## Work to complete
Which lines of the entries below include "LogAnalyzer"? List them all.

## Items listed in a dataset

//! Offline analysis of experiment logs.
//!
//! Matches every `RECV_MSG` against the `PUBL_MSG` with the same payload
//! and reports publish-to-receive latency and the delivery ratio:
//!
//! ```text
//! delivery_ratio = (receipts / (nodes - 1)) / publishes
//! ```
//!
//! A ratio of 1.0 means every published item reached every other node.

use bench_types::{EventRecord, NodeIdentity};
use serde::Serialize;
use std::collections::{BTreeSet, HashMap};

/// An event record with the wall-clock time it was logged.
#[derive(Debug, Clone, PartialEq, Eq)]
pub struct TimedRecord {
    /// Unix time in milliseconds.
    pub at_ms: u64,
    /// The parsed record.
    pub record: EventRecord,
}

/// Latency distribution in milliseconds.
#[derive(Debug, Clone, PartialEq, Serialize)]
pub struct LatencyStats {
    /// Number of samples.
    pub samples: usize,
    /// Fastest delivery.
    pub min_ms: i64,
    /// Slowest delivery.
    pub max_ms: i64,
    /// Arithmetic mean.
    pub mean_ms: f64,
    /// Median (mean of the two middle samples for even counts).
    pub median_ms: f64,
    /// 95th percentile, nearest rank.
    pub p95_ms: i64,
}

impl LatencyStats {
    /// Summarize `deltas`. Returns `None` when there are no samples.
    pub fn from_samples(mut deltas: Vec<i64>) -> Option<Self> {
        if deltas.is_empty() {
            return None;
        }
        deltas.sort_unstable();
        let n = deltas.len();
        let sum: i64 = deltas.iter().sum();
        let median_ms = if n % 2 == 1 {
            deltas[n / 2] as f64
        } else {
            (deltas[n / 2 - 1] + deltas[n / 2]) as f64 / 2.0
        };
        // Nearest rank: ceil(0.95 * n), 1-based.
        let rank = (n * 95).div_ceil(100).max(1);
        Some(Self {
            samples: n,
            min_ms: deltas[0],
            max_ms: deltas[n - 1],
            mean_ms: sum as f64 / n as f64,
            median_ms,
            p95_ms: deltas[rank - 1],
        })
    }
}

/// Result of analyzing one run.
#[derive(Debug, Clone, PartialEq, Serialize)]
pub struct AnalysisReport {
    /// Node count used for the delivery ratio.
    pub nodes: usize,
    /// Distinct nodes that published at least one item.
    pub publishing_nodes: usize,
    /// Items published.
    pub published: usize,
    /// `RECV_MSG` records matched to a publish.
    pub receipts: usize,
    /// `RECV_MSG` records whose payload was never published.
    pub unmatched_receipts: usize,
    /// `RECV_STATE` records seen.
    pub state_notifications: usize,
    /// Fraction of expected deliveries that happened.
    pub delivery_ratio: f64,
    /// Publish-to-receive latency.
    pub latency: Option<LatencyStats>,
}

/// Accumulates records from one or more node logs of the same run.
#[derive(Debug, Default)]
pub struct LogAnalyzer {
    published: HashMap<String, (NodeIdentity, u64)>,
    received: Vec<(String, u64)>,
    initialized: BTreeSet<NodeIdentity>,
    state_notifications: usize,
}

impl LogAnalyzer {
    /// Create an empty analyzer.
    pub fn new() -> Self {
        Self::default()
    }

    /// Add one record.
    pub fn ingest(&mut self, timed: TimedRecord) {
        match timed.record {
            EventRecord::NodeInit { node } => {
                self.initialized.insert(node);
            }
            EventRecord::Published { node, message } => {
                self.published.insert(message, (node, timed.at_ms));
            }
            EventRecord::ReceivedState { .. } => self.state_notifications += 1,
            EventRecord::ReceivedMessage { content, .. } => {
                self.received.push((content, timed.at_ms));
            }
        }
    }

    /// Add many records.
    pub fn ingest_all(&mut self, records: impl IntoIterator<Item = TimedRecord>) {
        for record in records {
            self.ingest(record);
        }
    }

    /// Build the report.
    ///
    /// `nodes` overrides the node count; by default it is the number of
    /// distinct `NODE_INIT` records.
    pub fn report(&self, nodes: Option<usize>) -> AnalysisReport {
        let nodes = nodes.unwrap_or(self.initialized.len());

        let mut deltas = Vec::with_capacity(self.received.len());
        let mut unmatched_receipts = 0;
        for (content, at_ms) in &self.received {
            match self.published.get(content) {
                Some((_, published_at)) => deltas.push(*at_ms as i64 - *published_at as i64),
                None => unmatched_receipts += 1,
            }
        }

        let publishing_nodes = self
            .published
            .values()
            .map(|(node, _)| node)
            .collect::<BTreeSet<_>>()
            .len();

        let published = self.published.len();
        let receipts = deltas.len();
        let delivery_ratio = if nodes > 1 && published > 0 {
            (receipts as f64 / (nodes - 1) as f64) / published as f64
        } else {
            0.0
        };

        AnalysisReport {
            nodes,
            publishing_nodes,
            published,
            receipts,
            unmatched_receipts,
            state_notifications: self.state_notifications,
            delivery_ratio,
            latency: LatencyStats::from_samples(deltas),
        }
    }
}
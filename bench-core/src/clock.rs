//! Experiment clock and phase computation.
//!
//! The phase is never stored. It is recomputed from the elapsed time since
//! the first tick every time it is asked for, so there is no accumulated
//! drift and two observers asking at the same instant always agree.

use std::time::{Duration, Instant};

use crate::config::ExperimentConfig;

/// Time-bounded stages of one benchmark run.
#[derive(Debug, Clone, Copy, PartialEq, Eq, PartialOrd, Ord, Hash)]
pub enum ExperimentPhase {
    /// No tick observed yet (library setup, network join).
    Warmup,
    /// Publishing.
    Run,
    /// Not publishing, still observing remote updates.
    Drain,
    /// Observation window is over.
    Done,
}

impl ExperimentPhase {
    /// True only in the publishing phase.
    pub fn is_publishing(&self) -> bool {
        matches!(self, Self::Run)
    }
}

/// Phase at `now` for a run that started at `start`.
///
/// `start == None` means no tick has happened yet, which is always WARMUP.
/// Boundaries are inclusive: elapsed exactly equal to `run` is still RUN.
pub fn phase(
    now: Instant,
    start: Option<Instant>,
    run: Duration,
    drain: Duration,
) -> ExperimentPhase {
    let Some(start) = start else {
        return ExperimentPhase::Warmup;
    };
    let elapsed = now.saturating_duration_since(start);
    if elapsed <= run {
        ExperimentPhase::Run
    } else if elapsed <= run.saturating_add(drain) {
        ExperimentPhase::Drain
    } else {
        ExperimentPhase::Done
    }
}

/// Tracks the start of a run and answers phase queries against it.
///
/// The start is set lazily by the first [`observe`](Self::observe), not at
/// construction, so startup delay is absorbed into WARMUP instead of
/// eating into RUN.
#[derive(Debug, Clone)]
pub struct ExperimentClock {
    start: Option<Instant>,
    run: Duration,
    drain: Duration,
}

impl ExperimentClock {
    /// Create a clock with no start time.
    pub fn new(config: &ExperimentConfig) -> Self {
        Self {
            start: None,
            run: config.run_duration(),
            drain: config.drain_duration(),
        }
    }

    /// Record a tick at `now` and return the phase it falls in.
    ///
    /// The first call fixes the start time.
    pub fn observe(&mut self, now: Instant) -> ExperimentPhase {
        let start = *self.start.get_or_insert(now);
        phase(now, Some(start), self.run, self.drain)
    }

    /// Phase at `now` without recording a tick.
    pub fn phase_at(&self, now: Instant) -> ExperimentPhase {
        phase(now, self.start, self.run, self.drain)
    }

    /// Time of the first tick, if any.
    pub fn start(&self) -> Option<Instant> {
        self.start
    }

    /// Time since the first tick (zero before it).
    pub fn elapsed(&self, now: Instant) -> Duration {
        self.start
            .map(|start| now.saturating_duration_since(start))
            .unwrap_or_default()
    }
}
// src/config.rs

use std::net::{IpAddr, SocketAddr};
use thiserror::Error;

const DEFAULT_DATABASE: &str = "busse_sales_data_warehouse";
const DEFAULT_COLLECTION: &str = "sales";
const DEFAULT_HOST: &str = "0.0.0.0";
const DEFAULT_PORT: &str = "8191";
const DEFAULT_ALLOWED_ORIGIN: &str = "http://localhost:3000";
const DEFAULT_SUPPORTED_YEARS: &str = "2022,2023";

#[derive(Debug, Error)]
pub enum ConfigError {
    #[error("{0} is not set")]
    MissingEnvVar(&'static str),
    #[error("invalid value for {0}: {1}")]
    InvalidEnvVar(&'static str, String),
}

#[derive(Clone, Debug)]
pub struct Config {
    pub uri: String,
    pub database: String,
    pub collection: String,
    pub host: IpAddr,
    pub port: u16,
    pub allowed_origin: String,
    pub supported_years: Vec<String>,
}

impl Config {
    /// Loads `.env` when present, then reads the process environment.
    pub fn from_env() -> Result<Self, ConfigError> {
        dotenv::dotenv().ok();

        Self::from_lookup(|name| std::env::var(name).ok())
    }

    pub fn from_lookup<F>(lookup: F) -> Result<Self, ConfigError>
    where
        F: Fn(&str) -> Option<String>,
    {
        let get = |name: &str, default: &str| {
            lookup(name)
                .filter(|value| !value.trim().is_empty())
                .unwrap_or_else(|| default.to_string())
        };

        let uri = lookup("MONGODB_URI")
            .filter(|value| !value.trim().is_empty())
            .ok_or(ConfigError::MissingEnvVar("MONGODB_URI"))?;

        let host = get("SALES_HOST", DEFAULT_HOST)
            .parse::<IpAddr>()
            .map_err(|e| ConfigError::InvalidEnvVar("SALES_HOST", e.to_string()))?;

        let port = get("SALES_PORT", DEFAULT_PORT)
            .parse::<u16>()
            .map_err(|e| ConfigError::InvalidEnvVar("SALES_PORT", e.to_string()))?;

        let supported_years = parse_years(&get("SALES_SUPPORTED_YEARS", DEFAULT_SUPPORTED_YEARS))?;

        Ok(Self {
            uri,
            database: get("SALES_DATABASE", DEFAULT_DATABASE),
            collection: get("SALES_COLLECTION", DEFAULT_COLLECTION),
            host,
            port,
            allowed_origin: get("SALES_ALLOWED_ORIGIN", DEFAULT_ALLOWED_ORIGIN),
            supported_years,
        })
    }

    pub fn socket_addr(&self) -> SocketAddr {
        SocketAddr::new(self.host, self.port)
    }
}

fn parse_years(raw: &str) -> Result<Vec<String>, ConfigError> {
    let years = raw
        .split(',')
        .map(str::trim)
        .filter(|year| !year.is_empty())
        .map(String::from)
        .collect::<Vec<_>>();

    if years.is_empty() {
        return Err(ConfigError::InvalidEnvVar(
            "SALES_SUPPORTED_YEARS",
            "no years listed".to_string(),
        ));
    }

    Ok(years)
}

## Solved problem
pub struct LogAnalyzer {
impl LogAnalyzer {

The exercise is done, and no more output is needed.